Functional characterization of sCAR fusion proteins. (A) Inhibition of Ad binding. ³H-labeled Ad was preincubated with different amounts of either sCAR-His₆ or sCAR-EGF, and then ³H-Ad/sCAR-ligand complex samples (10⁵ cpm) were mixed with 293 cells (10⁶ cells per aliquot) and allowed to bind at 4°C. Cell-bound radioactivities were determined as described in Materials and Methods. Data are presented as the percentage of input ³H-Ad bound after washing and calculated as the cumulative mean ± SD of triplicate determinations. Error bars depicting SDs are smaller than the symbols. (B) Inhibition of Ad-mediated gene transfer. Recombinant Ad vector AdCMVLuc, expressing the firefly luciferase reporter gene, was preincubated with various amounts of either sCAR-His₆ or sCAR-EGF. Monolayers of 293 cells were then exposed to AdCMVLuc/sCAR-ligand complexes and assayed for luciferase activity as described in Materials and Methods.
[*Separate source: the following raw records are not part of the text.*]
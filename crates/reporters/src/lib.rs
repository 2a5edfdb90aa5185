//! Formatters for fix-run results in text, JSON and SARIF.
//! The JSON fix report is the durable record of a run; everything else
//! is console output for humans.

use engine::{AppliedFix, FixOutcome, SkippedFix};
use findings::{Finding, Scanner, Severity};
use serde::Serialize;
use std::fs;
use std::io::{self, Write};
use std::path::{Path, PathBuf};
use tracing::debug;

mod markdown;
mod sarif;

pub use markdown::{render_markdown, write_markdown};

/// Returns the severity colored with simple ANSI codes.
/// Adds no external dependencies.
fn color_severity(sev: Severity) -> String {
    let (code, text) = match sev {
        Severity::Low => ("\x1b[32m", "LOW"),
        Severity::Medium => ("\x1b[33m", "MEDIUM"),
        Severity::High => ("\x1b[31m", "HIGH"),
        Severity::Critical => ("\x1b[31m", "CRITICAL"),
    };
    format!("{code}{text}\x1b[0m")
}

fn boxed(title: &str) -> String {
    let bar = "─".repeat(title.len() + 2);
    format!("╭{bar}╮\n│ {title} │\n╰{bar}╯\n")
}

fn location(file: &Path, line: Option<usize>) -> String {
    match line {
        Some(line) => format!("{}:{line}", file.display()),
        None => file.display().to_string(),
    }
}

#[derive(Debug, Clone, Copy, PartialEq)]
/// Supported formats for printing results.
pub enum Format {
    /// Human-readable output in plain text.
    Text,
    /// JSON structure for integrations.
    Json,
    /// Report conforming to the SARIF specification.
    Sarif,
}

/// Counters block of the fix report.
#[derive(Debug, Serialize)]
pub struct Statistics {
    pub total_findings: usize,
    pub fixes_applied: usize,
    pub fixes_skipped: usize,
    pub files_modified: usize,
    pub backups_created: usize,
    pub malformed_records: usize,
}

/// The durable JSON record of one fix run.
#[derive(Debug, Serialize)]
pub struct FixReport {
    pub status: String,
    pub timestamp: String,
    pub scan_file: PathBuf,
    pub project: PathBuf,
    pub statistics: Statistics,
    pub applied_fixes: Vec<AppliedFix>,
    pub skipped_fixes: Vec<SkippedFix>,
    pub backup_files: Vec<PathBuf>,
}

impl FixReport {
    pub fn new(outcome: &FixOutcome, scan_file: &Path, project: &Path, dry_run: bool) -> Self {
        let status = if dry_run { "dry-run" } else { "completed" };
        FixReport {
            status: status.to_string(),
            timestamp: chrono::Local::now().to_rfc3339(),
            scan_file: scan_file.to_path_buf(),
            project: project.to_path_buf(),
            statistics: Statistics {
                total_findings: outcome.total_findings,
                fixes_applied: outcome.fixes_applied(),
                fixes_skipped: outcome.fixes_skipped(),
                files_modified: outcome.files_modified(),
                backups_created: outcome.backups().count(),
                malformed_records: outcome.malformed_records,
            },
            applied_fixes: outcome.applied().cloned().collect(),
            skipped_fixes: outcome.skipped().cloned().collect(),
            backup_files: outcome.backups().cloned().collect(),
        }
    }
}

/// Writes the JSON fix report under `dir`, creating the directory if
/// needed, and returns the report path.
pub fn write_report(report: &FixReport, dir: &Path, scanner: Scanner) -> io::Result<PathBuf> {
    fs::create_dir_all(dir)?;
    let stamp = chrono::Local::now().format("%Y%m%d_%H%M%S");
    let path = dir.join(format!("{scanner}_fix_report_{stamp}.json"));
    let file = fs::File::create(&path)?;
    serde_json::to_writer_pretty(&file, report)?;
    debug!(report = %path.display(), "Fix report written");
    Ok(path)
}

/// Estadísticas de la ejecución en estilo Semgrep
fn render_stats(report: &FixReport) -> String {
    let s = &report.statistics;
    let mut output = String::new();

    output.push_str("╭────────────────────╮\n");
    output.push_str("│ Remediation Status │\n");
    output.push_str("╰────────────────────╯\n");
    output.push('\n');

    output.push_str(&format!(
        "    Applied {} of {} finding(s) across {} file(s):\n\n",
        s.fixes_applied, s.total_findings, s.files_modified
    ));

    output.push_str("    STATISTICS\n");
    output.push_str(
        "    ──────────────────────────────────────────────────────────────────────────────\n",
    );
    output.push('\n');
    output.push_str("    Metric                    Value\n");
    output.push_str(
        "    ──────────────────────────────────────────────────────────────────────────────\n",
    );
    output.push_str(&format!("    Fixes applied             {}\n", s.fixes_applied));
    output.push_str(&format!("    Fixes skipped             {}\n", s.fixes_skipped));
    output.push_str(&format!("    Files modified            {}\n", s.files_modified));
    output.push_str(&format!("    Backups created           {}\n", s.backups_created));
    output.push_str(&format!(
        "    Malformed records         {}\n",
        s.malformed_records
    ));

    output
}

/// Prints the fix-run summary in the selected format.
///
/// # Example
/// ```
/// use engine::FixOutcome;
/// use reporters::{print_summary, FixReport, Format};
/// use std::path::Path;
/// let outcome = FixOutcome::default();
/// let report = FixReport::new(&outcome, Path::new("scan.json"), Path::new("."), true);
/// print_summary(&report, Format::Text).unwrap();
/// ```
pub fn print_summary(report: &FixReport, fmt: Format) -> io::Result<()> {
    let mut out = io::stdout();
    write_summary(&mut out, report, fmt)
}

/// Writes the summary to a generic `Write`, used for tests.
pub(crate) fn write_summary<W: Write>(
    out: &mut W,
    report: &FixReport,
    fmt: Format,
) -> io::Result<()> {
    match fmt {
        Format::Text => {
            writeln!(out, "{}", render_stats(report))?;
            if !report.applied_fixes.is_empty() {
                writeln!(out, "{}", boxed("Applied"))?;
                for fix in &report.applied_fixes {
                    writeln!(
                        out,
                        "✔ {} {} {}",
                        location(&fix.file, fix.line),
                        fix.rule_id,
                        fix.fix
                    )?;
                }
                writeln!(out)?;
            }
            if !report.skipped_fixes.is_empty() {
                writeln!(out, "{}", boxed("Skipped"))?;
                for fix in &report.skipped_fixes {
                    writeln!(
                        out,
                        "⚠ {} {} {}",
                        location(&fix.file, fix.line),
                        fix.rule_id,
                        fix.reason
                    )?;
                }
                writeln!(out)?;
            }
            if report.status == "dry-run" {
                writeln!(out, "Dry run: no files were modified.")?;
            }
        }
        // the summary has no SARIF rendering; machine formats get the report JSON
        Format::Json | Format::Sarif => {
            serde_json::to_writer_pretty(&mut *out, report)?;
            writeln!(out)?;
        }
    }
    Ok(())
}

#[derive(Serialize)]
/// Simple wrapper used when serialising findings to JSON.
struct FindingsOut<'a> {
    findings: &'a [Finding],
    total: usize,
}

/// Context shown above inspected findings.
pub struct InspectInfo {
    pub scan_file: PathBuf,
    pub scanner: Scanner,
    pub fixable: usize,
    pub malformed: usize,
}

/// Prints loaded findings in the selected format.
pub fn print_findings(
    findings: &[Finding],
    fmt: Format,
    info: Option<&InspectInfo>,
) -> io::Result<()> {
    let mut out = io::stdout();
    write_findings(&mut out, findings, fmt, info)
}

/// Writes findings to a generic `Write`, used for tests.
pub(crate) fn write_findings<W: Write>(
    out: &mut W,
    findings: &[Finding],
    fmt: Format,
    info: Option<&InspectInfo>,
) -> io::Result<()> {
    match fmt {
        Format::Text => {
            if let Some(info) = info {
                writeln!(out, "{}", boxed("Scan Results"))?;
                writeln!(out, "    Source      {}", info.scan_file.display())?;
                writeln!(out, "    Scanner     {}", info.scanner)?;
                writeln!(out, "    Findings    {}", findings.len())?;
                writeln!(out, "    Fixable     {}", info.fixable)?;
                if info.malformed > 0 {
                    writeln!(out, "    Malformed   {}", info.malformed)?;
                }
                writeln!(out)?;
            }
            if findings.is_empty() {
                writeln!(out, "✔ No findings.")?;
            } else {
                for f in findings {
                    let place = match (&f.file, f.line) {
                        (Some(file), line) => location(file, line),
                        (None, _) => "-".to_string(),
                    };
                    writeln!(
                        out,
                        "{} {} {}",
                        color_severity(f.severity),
                        place,
                        f.rule_id
                    )?;
                    writeln!(out, "    {}", f.message)?;
                    if let Some(resource) = &f.resource {
                        writeln!(out, "    ↳  {resource}")?;
                    }
                    writeln!(out)?;
                }
                writeln!(out, "Total: {}", findings.len())?;
            }
        }
        Format::Json => {
            let json = FindingsOut {
                findings,
                total: findings.len(),
            };
            serde_json::to_writer_pretty(&mut *out, &json)?;
            writeln!(out)?;
        }
        Format::Sarif => {
            let sarif = sarif::to_sarif(findings);
            serde_json::to_writer_pretty(&mut *out, &sarif)?;
            writeln!(out)?;
        }
    }
    Ok(())
}

#[cfg(test)]
mod tests;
Gene transfer indices were calculated from the ratio of the mean luciferase activity documented in cells infected with either AdCMVLuc/sCAR-EGF or AdCMVLuc/sCAR-His₆ to those treated with AdCMVLuc alone. Each point represents the cumulative mean ± SD of triplicate determinations. Some error bars depicting SDs are smaller than the symbols.